Apart from the major issues facing online communities and individuals, I feel we also need to guard against the following disadvantages:
  1. Friends overload: as per a statistic quoted in the book, an average Facebook user had 150 friends while other had thousands. It is not possible for someone to have so many friends and that is a disadvantage of an online social network where if degrees of separation increase then it does not seem real and warm anymore.
  2. We can find every person in the world through the six degrees of separation rule: We need to remember that if we can use the internet to find people then others can too, and not always with the right intention hence the right privacy settings are a must for your online profile across sites like Facebook, LinkedIn etc.
  3. Your networks display characteristics about you. If your friends are obese chances are you will be obese too. Thus what we put online or the networks we build are a real world reflection of who we are. This can work to your advantage as well as disadvantage.
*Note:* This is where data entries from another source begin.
use crate::{GraphError, GraphStore, NodePatch, Point};

#[derive(Debug, Clone, Copy, PartialEq, Eq)]
pub enum NoticeKind {
    Info,
    Success,
    Error,
}

/// Fire-and-forget user feedback channel. The controller never inspects the
/// sink's result; presentation (toast, console, test capture) is up to the
/// implementation.
pub trait NotificationSink {
    fn notify(&mut self, kind: NoticeKind, message: &str);
}

#[derive(Debug, Default)]
pub struct ConsoleNotifier;

impl NotificationSink for ConsoleNotifier {
    fn notify(&mut self, kind: NoticeKind, message: &str) {
        match kind {
            NoticeKind::Error => eprintln!("error: {message}"),
            NoticeKind::Info | NoticeKind::Success => println!("{message}"),
        }
    }
}

/// Captures notifications instead of displaying them.
#[derive(Debug, Default)]
pub struct RecordingNotifier {
    pub notices: Vec<(NoticeKind, String)>,
}

impl NotificationSink for RecordingNotifier {
    fn notify(&mut self, kind: NoticeKind, message: &str) {
        self.notices.push((kind, message.to_string()));
    }
}

/// Single-active-drag state machine for moving a node on the canvas.
#[derive(Debug, Clone, PartialEq, Default)]
pub enum DragState {
    #[default]
    Idle,
    Dragging {
        node: String,
        grab: Point,
    },
}

/// Connect-gesture state machine: one optional pending source.
#[derive(Debug, Clone, PartialEq, Default)]
pub enum ConnectState {
    #[default]
    Idle,
    AwaitingTarget {
        source: String,
    },
}

/// An in-flight palette drag: the kind being dragged and the grab offset
/// inside the palette card, so the drop lands where the pointer released.
#[derive(Debug, Clone, PartialEq)]
pub struct PaletteDrag {
    pub kind: String,
    pub grab: Point,
}

/// Translates raw pointer/drag/keyboard events into store operations. Holds
/// no canonical state of its own, only the transient gesture machines.
pub struct InteractionController<N: NotificationSink> {
    drag: DragState,
    connect: ConnectState,
    palette: Option<PaletteDrag>,
    library_open: bool,
    notifier: N,
}

impl<N: NotificationSink> InteractionController<N> {
    pub fn new(notifier: N) -> Self {
        Self {
            drag: DragState::Idle,
            connect: ConnectState::Idle,
            palette: None,
            library_open: false,
            notifier,
        }
    }

    pub fn drag_state(&self) -> &DragState {
        &self.drag
    }

    pub fn pending_source(&self) -> Option<&str> {
        match &self.connect {
            ConnectState::AwaitingTarget { source } => Some(source),
            ConnectState::Idle => None,
        }
    }

    pub fn is_library_open(&self) -> bool {
        self.library_open
    }

    pub fn notifier(&self) -> &N {
        &self.notifier
    }

    /// Pointer pressed over a node: capture the pointer-to-node offset so
    /// movement stays frame-accurate, then run the click protocol (complete
    /// a pending connection or select).
    pub fn pointer_down(&mut self, store: &mut GraphStore, node_id: &str, pointer: Point) {
        let Some(node) = store.workflow().node(node_id) else {
            return;
        };

        let grab = Point::new(pointer.x - node.position.x, pointer.y - node.position.y);
        self.drag = DragState::Dragging {
            node: node_id.to_string(),
            grab,
        };
        self.node_clicked(store, node_id);
    }

    pub fn pointer_move(&mut self, store: &mut GraphStore, pointer: Point) {
        if let DragState::Dragging { node, grab } = &self.drag {
            let position = Point::new(pointer.x - grab.x, pointer.y - grab.y);
            // The node can vanish mid-drag (delete from the config panel).
            let _ = store.update_node(node, NodePatch::position(position));
        }
    }

    pub fn pointer_up(&mut self) {
        self.drag = DragState::Idle;
    }

    /// Arms `node_id` as the pending source of a connect gesture
    /// (Ctrl+click / context gesture on a node).
    pub fn begin_connection(&mut self, store: &GraphStore, node_id: &str) {
        if store.workflow().has_node(node_id) {
            self.connect = ConnectState::AwaitingTarget {
                source: node_id.to_string(),
            };
        }
    }

    /// Plain click on a node: completes a pending connection, or selects.
    /// Clicking the armed source itself just disarms the gesture.
    pub fn node_clicked(&mut self, store: &mut GraphStore, node_id: &str) {
        match std::mem::take(&mut self.connect) {
            ConnectState::AwaitingTarget { source } => {
                if source == node_id {
                    return;
                }
                match store.add_connection(&source, node_id) {
                    Ok(_) => {}
                    // Resubmitting an existing edge is not worth a toast.
                    Err(GraphError::DuplicateConnection { .. }) => {}
                    Err(err) => self.notifier.notify(NoticeKind::Error, &err.to_string()),
                }
            }
            ConnectState::Idle => {
                let _ = store.select_node(Some(node_id));
            }
        }
    }

    pub fn background_clicked(&mut self, store: &mut GraphStore) {
        let _ = store.select_node(None);
        self.connect = ConnectState::Idle;
        self.library_open = false;
    }

    pub fn escape_pressed(&mut self) {
        self.connect = ConnectState::Idle;
    }

    pub fn toggle_library(&mut self) {
        self.library_open = !self.library_open;
    }

    pub fn open_library(&mut self) {
        self.library_open = true;
    }

    pub fn close_library(&mut self) {
        self.library_open = false;
    }

    pub fn palette_drag_started(&mut self, kind: &str, grab: Point) {
        self.palette = Some(PaletteDrag {
            kind: kind.to_string(),
            grab,
        });
    }

    pub fn palette_drag_ended(&mut self) {
        self.palette = None;
    }

    /// Drop from the palette onto the canvas. The node lands at the pointer
    /// position translated to canvas coordinates minus the grab offset. A
    /// pending connect source is consumed to create-and-connect in one step.
    pub fn palette_dropped(
        &mut self,
        store: &mut GraphStore,
        pointer: Point,
        canvas_origin: Point,
    ) -> Option<String> {
        let drag = self.palette.take()?;
        let position = Point::new(
            pointer.x - canvas_origin.x - drag.grab.x,
            pointer.y - canvas_origin.y - drag.grab.y,
        );
        Some(self.create_node(store, &drag.kind, position))
    }

    /// Palette entry picked by click rather than drag; the caller chooses
    /// the spawn position (for example, offset from the pending source).
    pub fn palette_entry_picked(
        &mut self,
        store: &mut GraphStore,
        kind: &str,
        position: Point,
    ) -> String {
        self.create_node(store, kind, position)
    }

    pub fn run_requested(&mut self, store: &GraphStore) {
        if store.workflow().nodes.is_empty() {
            self.notifier
                .notify(NoticeKind::Error, "Add nodes to your workflow before executing");
        } else {
            self.notifier
                .notify(NoticeKind::Success, "Workflow execution started");
        }
    }

    pub fn stop_requested(&mut self) {
        self.notifier
            .notify(NoticeKind::Info, "Workflow execution stopped");
    }

    pub fn save_requested(&mut self) {
        self.notifier
            .notify(NoticeKind::Success, "Workflow saved successfully");
    }

    fn create_node(&mut self, store: &mut GraphStore, kind: &str, position: Point) -> String {
        let source = match std::mem::take(&mut self.connect) {
            ConnectState::AwaitingTarget { source } => Some(source),
            ConnectState::Idle => None,
        };
        store.add_node_linked(kind, position, source.as_deref())
    }
}
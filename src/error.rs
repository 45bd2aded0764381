//! Error types for form sessions and snapshot stores.

use thiserror::Error;

/// Errors surfaced by [`crate::form::MultiStepForm`].
///
/// Validation problems are never errors: they live in step states and the
/// error map. Only construction mistakes and save failures come back here.
#[derive(Debug, Error)]
pub enum FormError {
    /// A form needs at least one step
    #[error("form has no steps")]
    NoSteps,

    /// Step ids must be unique within a form
    #[error("duplicate step id '{0}'")]
    DuplicateStepId(String),

    /// Initial or typed data did not serialize to a JSON object
    #[error("form data must be a JSON object, got {0}")]
    NotAnObject(String),

    /// Typed conversion failed
    #[error("form data conversion failed: {0}")]
    Conversion(#[from] serde_json::Error),

    /// The caller's save handler failed; the session is unchanged
    #[error("save failed: {0}")]
    Save(#[source] anyhow::Error),
}

/// Errors raised by a [`crate::persistence::KeyValueStore`].
#[derive(Debug, Error)]
pub enum StoreError {
    #[error("store I/O error for key '{key}': {source}")]
    Io {
        key: String,
        #[source]
        source: std::io::Error,
    },

    #[error("storage quota exceeded writing '{key}' ({needed} bytes needed, {limit} allowed)")]
    QuotaExceeded {
        key: String,
        needed: usize,
        limit: usize,
    },

    #[error("snapshot serialization failed: {0}")]
    Serialization(#[from] serde_json::Error),
}

impl StoreError {
    pub fn io(key: impl Into<String>, source: std::io::Error) -> Self {
        StoreError::Io {
            key: key.into(),
            source,
        }
    }

    /// Whether the failure was the store running out of room
    pub fn is_quota(&self) -> bool {
        matches!(self, StoreError::QuotaExceeded { .. })
    }
}
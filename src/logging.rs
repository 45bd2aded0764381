//! Logging initialization for crm-forms.
//!
//! Logs go to stderr by default, or to `<state>/logs/crm-forms-{datetime}.log`
//! when `logging.to_file` is set.

use anyhow::{Context, Result};
use std::path::PathBuf;
use tracing_appender::non_blocking::WorkerGuard;
use tracing_subscriber::fmt::writer::BoxMakeWriter;
use tracing_subscriber::{layer::SubscriberExt, util::SubscriberInitExt};

use crate::config::Config;

/// Keeps file logging alive; drop it to flush buffered lines
pub struct LoggingHandle {
    pub _guard: Option<WorkerGuard>,

    /// Log file in use, if logging to a file
    pub log_file_path: Option<PathBuf>,
}

/// Where log lines end up
struct Destination {
    writer: BoxMakeWriter,
    ansi: bool,
    handle: LoggingHandle,
}

/// Log level to use: `--debug` wins over the configured level
fn effective_level(config: &Config, debug_override: bool) -> String {
    if debug_override {
        "debug".to_string()
    } else {
        config.logging.level.clone()
    }
}

/// File name for a log started now
fn log_file_name() -> String {
    let timestamp = chrono::Utc::now().format("%Y%m%dT%H%M%SZ");
    format!("crm-forms-{timestamp}.log")
}

fn destination(config: &Config) -> Result<Destination> {
    if !config.logging.to_file {
        return Ok(Destination {
            writer: BoxMakeWriter::new(std::io::stderr),
            ansi: true,
            handle: LoggingHandle {
                _guard: None,
                log_file_path: None,
            },
        });
    }

    let logs_dir = config.logs_path();
    std::fs::create_dir_all(&logs_dir)
        .with_context(|| format!("Failed to create log directory {}", logs_dir.display()))?;

    let file_name = log_file_name();
    let (writer, guard) =
        tracing_appender::non_blocking(tracing_appender::rolling::never(&logs_dir, &file_name));

    Ok(Destination {
        writer: BoxMakeWriter::new(writer),
        ansi: false,
        handle: LoggingHandle {
            _guard: Some(guard),
            log_file_path: Some(logs_dir.join(file_name)),
        },
    })
}

/// Install the global subscriber.
///
/// `RUST_LOG` overrides the configured level when set.
pub fn init_logging(config: &Config, debug_override: bool) -> Result<LoggingHandle> {
    let level = std::env::var("RUST_LOG").unwrap_or_else(|_| effective_level(config, debug_override));
    let Destination {
        writer,
        ansi,
        handle,
    } = destination(config)?;

    tracing_subscriber::registry()
        .with(tracing_subscriber::EnvFilter::new(level))
        .with(
            tracing_subscriber::fmt::layer()
                .with_target(false)
                .with_ansi(ansi)
                .with_writer(writer),
        )
        .init();

    Ok(handle)
}
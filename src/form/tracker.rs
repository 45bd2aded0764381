//! Per-step state tracking and field error bookkeeping

use std::collections::{BTreeMap, BTreeSet};

use super::types::{StepState, StepValidationResult};

/// Revision of the form data a validation pass read
pub type Revision = u64;

/// Holds one [`StepState`] per step plus the flattened field → message map.
#[derive(Debug, Clone)]
pub struct StepTracker {
    states: Vec<StepState>,
    /// Newest data revision applied per step; older results are dropped
    applied: Vec<Option<Revision>>,
    /// field → step → message, from each step's last applied pass
    claims: BTreeMap<String, BTreeMap<usize, String>>,
    errors: BTreeMap<String, String>,
}

/// Whether a validation result made it into the tracker
#[derive(Debug, Clone, Copy, PartialEq, Eq)]
pub enum ApplyOutcome {
    Applied,
    /// A result for a newer revision had already been applied
    Stale,
    OutOfRange,
}

impl StepTracker {
    pub fn new(step_count: usize) -> Self {
        Self {
            states: vec![StepState::default(); step_count],
            applied: vec![None; step_count],
            claims: BTreeMap::new(),
            errors: BTreeMap::new(),
        }
    }

    pub fn state(&self, index: usize) -> Option<&StepState> {
        self.states.get(index)
    }

    pub fn states(&self) -> &[StepState] {
        &self.states
    }

    pub fn errors(&self) -> &BTreeMap<String, String> {
        &self.errors
    }

    /// Record a validation pass for `index`.
    ///
    /// `result` must already be normalized so `is_valid == errors.is_empty()`.
    pub fn apply(
        &mut self,
        index: usize,
        revision: Revision,
        result: &StepValidationResult,
        has_changes: bool,
    ) -> ApplyOutcome {
        if index >= self.states.len() {
            return ApplyOutcome::OutOfRange;
        }
        if self.applied[index].is_some_and(|seen| seen > revision) {
            return ApplyOutcome::Stale;
        }

        let is_valid = result.errors.is_empty();
        self.states[index] = StepState {
            completed: is_valid && has_changes,
            has_errors: !is_valid,
            is_valid,
            error_count: result.errors.len(),
            warning_count: result.warnings.len(),
            has_changes,
        };
        self.applied[index] = Some(revision);

        // Drop this step's old messages; fields other steps still report
        // fall back to one of theirs
        let mut released = Vec::new();
        self.claims.retain(|field, owners| {
            if owners.remove(&index).is_some() {
                released.push(field.clone());
            }
            !owners.is_empty()
        });
        for field in released {
            match self.claims.get(&field).and_then(|owners| owners.values().next()) {
                Some(message) => self.errors.insert(field, message.clone()),
                None => self.errors.remove(&field),
            };
        }

        let mut seen = BTreeSet::new();
        for issue in &result.errors {
            if seen.insert(issue.field.as_str()) {
                self.claims
                    .entry(issue.field.clone())
                    .or_default()
                    .insert(index, issue.message.clone());
                self.errors
                    .insert(issue.field.clone(), issue.message.clone());
            }
        }

        ApplyOutcome::Applied
    }

    /// Replace every state, e.g. from a restored snapshot.
    ///
    /// Field messages are cleared since snapshots don't carry them. Passes
    /// that read data older than `floor` are rejected afterwards.
    pub fn load(&mut self, states: Vec<StepState>, floor: Revision) {
        let count = states.len();
        self.states = states;
        self.applied = vec![Some(floor); count];
        self.claims.clear();
        self.errors.clear();
    }

    /// Back to the initial shape; passes older than `floor` are rejected
    pub fn reset(&mut self, floor: Revision) {
        let count = self.states.len();
        self.load(vec![StepState::default(); count], floor);
    }

    /// Every step valid and every required step completed
    pub fn can_submit(&self, required: impl Fn(usize) -> bool) -> bool {
        self.states
            .iter()
            .enumerate()
            .all(|(i, s)| s.is_valid && (!required(i) || s.completed))
    }

    pub fn completed_count(&self) -> usize {
        self.states.iter().filter(|s| s.completed).count()
    }
}

#[cfg(test)]
mod tests {
    use super::*;
    use crate::form::types::FieldIssue;

    fn invalid(field: &str, message: &str) -> StepValidationResult {
        StepValidationResult::from_issues(vec![FieldIssue::new(field, message)], vec![])
    }

    #[test]
    fn test_apply_valid_with_changes_completes() {
        let mut tracker = StepTracker::new(3);
        let outcome = tracker.apply(0, 1, &StepValidationResult::valid(), true);

        assert_eq!(outcome, ApplyOutcome::Applied);
        assert_eq!(
            tracker.state(0),
            Some(&StepState {
                completed: true,
                has_errors: false,
                is_valid: true,
                error_count: 0,
                warning_count: 0,
                has_changes: true,
            })
        );
    }

    #[test]
    fn test_valid_without_changes_is_not_completed() {
        let mut tracker = StepTracker::new(1);
        tracker.apply(0, 0, &StepValidationResult::valid(), false);
        let state = tracker.state(0).unwrap();
        assert!(state.is_valid);
        assert!(!state.completed);
    }

    #[test]
    fn test_errors_are_replaced_per_step() {
        let mut tracker = StepTracker::new(2);
        tracker.apply(0, 1, &invalid("email", "Invalid email"), true);
        tracker.apply(1, 1, &invalid("phone", "Invalid phone"), true);
        assert_eq!(tracker.errors().len(), 2);

        // Step 0 is fixed: its message goes away, step 1's stays
        tracker.apply(0, 2, &StepValidationResult::valid(), true);
        assert_eq!(tracker.errors().len(), 1);
        assert_eq!(tracker.errors().get("phone").unwrap(), "Invalid phone");
    }

    #[test]
    fn test_shared_field_keeps_other_steps_message() {
        let mut tracker = StepTracker::new(2);
        tracker.apply(0, 1, &invalid("email", "Email is required"), true);
        tracker.apply(1, 1, &invalid("email", "Invalid email"), true);
        assert_eq!(tracker.errors().get("email").unwrap(), "Invalid email");

        // Step 1 still reports the field after step 0 is fixed
        tracker.apply(0, 2, &StepValidationResult::valid(), true);
        assert!(!tracker.state(1).unwrap().is_valid);
        assert_eq!(tracker.errors().get("email").unwrap(), "Invalid email");

        // Fixing step 1 while step 0 reports it again shows step 0's message
        tracker.apply(0, 3, &invalid("email", "Email is required"), true);
        tracker.apply(1, 3, &StepValidationResult::valid(), true);
        assert_eq!(tracker.errors().get("email").unwrap(), "Email is required");

        tracker.apply(0, 4, &StepValidationResult::valid(), true);
        assert!(tracker.errors().is_empty());
    }

    #[test]
    fn test_first_message_per_field_wins() {
        let mut tracker = StepTracker::new(1);
        let result = StepValidationResult::from_issues(
            vec![
                FieldIssue::new("name", "Name is required"),
                FieldIssue::new("name", "Name is too long"),
            ],
            vec![],
        );
        tracker.apply(0, 1, &result, true);
        assert_eq!(tracker.errors().get("name").unwrap(), "Name is required");
        assert_eq!(tracker.state(0).unwrap().error_count, 2);
    }

    #[test]
    fn test_stale_result_is_dropped() {
        let mut tracker = StepTracker::new(1);
        tracker.apply(0, 5, &StepValidationResult::valid(), true);
        let outcome = tracker.apply(0, 3, &invalid("name", "Name is required"), true);

        assert_eq!(outcome, ApplyOutcome::Stale);
        assert!(tracker.state(0).unwrap().is_valid);
        assert!(tracker.errors().is_empty());
    }

    #[test]
    fn test_same_revision_overwrites() {
        let mut tracker = StepTracker::new(1);
        tracker.apply(0, 4, &StepValidationResult::valid(), true);
        let outcome = tracker.apply(0, 4, &invalid("name", "Name is required"), true);
        assert_eq!(outcome, ApplyOutcome::Applied);
        assert!(!tracker.state(0).unwrap().is_valid);
    }

    #[test]
    fn test_reset_rejects_passes_started_before_it() {
        let mut tracker = StepTracker::new(1);
        tracker.reset(7);
        let late = tracker.apply(0, 6, &invalid("name", "Name is required"), true);
        assert_eq!(late, ApplyOutcome::Stale);
        assert_eq!(tracker.state(0), Some(&StepState::default()));

        let fresh = tracker.apply(0, 7, &StepValidationResult::valid(), false);
        assert_eq!(fresh, ApplyOutcome::Applied);
    }

    #[test]
    fn test_out_of_range_apply() {
        let mut tracker = StepTracker::new(1);
        assert_eq!(
            tracker.apply(3, 0, &StepValidationResult::valid(), true),
            ApplyOutcome::OutOfRange
        );
    }

    #[test]
    fn test_can_submit_requires_completed_required_steps() {
        let mut tracker = StepTracker::new(3);
        let required = |i: usize| i < 2;
        assert!(!tracker.can_submit(required));

        tracker.apply(0, 1, &StepValidationResult::valid(), true);
        tracker.apply(1, 1, &StepValidationResult::valid(), true);
        assert!(tracker.can_submit(required));

        // Optional step going invalid blocks submission too
        tracker.apply(2, 1, &invalid("notes", "Too long"), true);
        assert!(!tracker.can_submit(required));
    }

    #[test]
    fn test_reset_is_idempotent() {
        let mut tracker = StepTracker::new(2);
        tracker.apply(0, 1, &invalid("name", "Name is required"), true);
        tracker.reset(2);
        let once = tracker.clone();
        tracker.reset(2);

        assert_eq!(tracker.states(), once.states());
        assert!(tracker.errors().is_empty());
        assert_eq!(tracker.states(), &[StepState::default(); 2]);
    }
}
Thus in summary the Internet makes possible for us to access new social forms that are radical modifications of existing types of social-network interactions and have distinct advantages in four ways:
  1. Enormity: a vast increase in the scale of our networks and the numbers of people who might be reached to join them
  2. Communality: a broadening of the scale by which we can share information and contribute to collective efforts
  3. Specificity: an impressive increase in the particularity of the ties we can form
  4. Virtuality: the ability to assume virtual identities
It’s up to us and online communities of Netizens to either make the power of being connected into a revolution or a Tribulation. May the force be with you!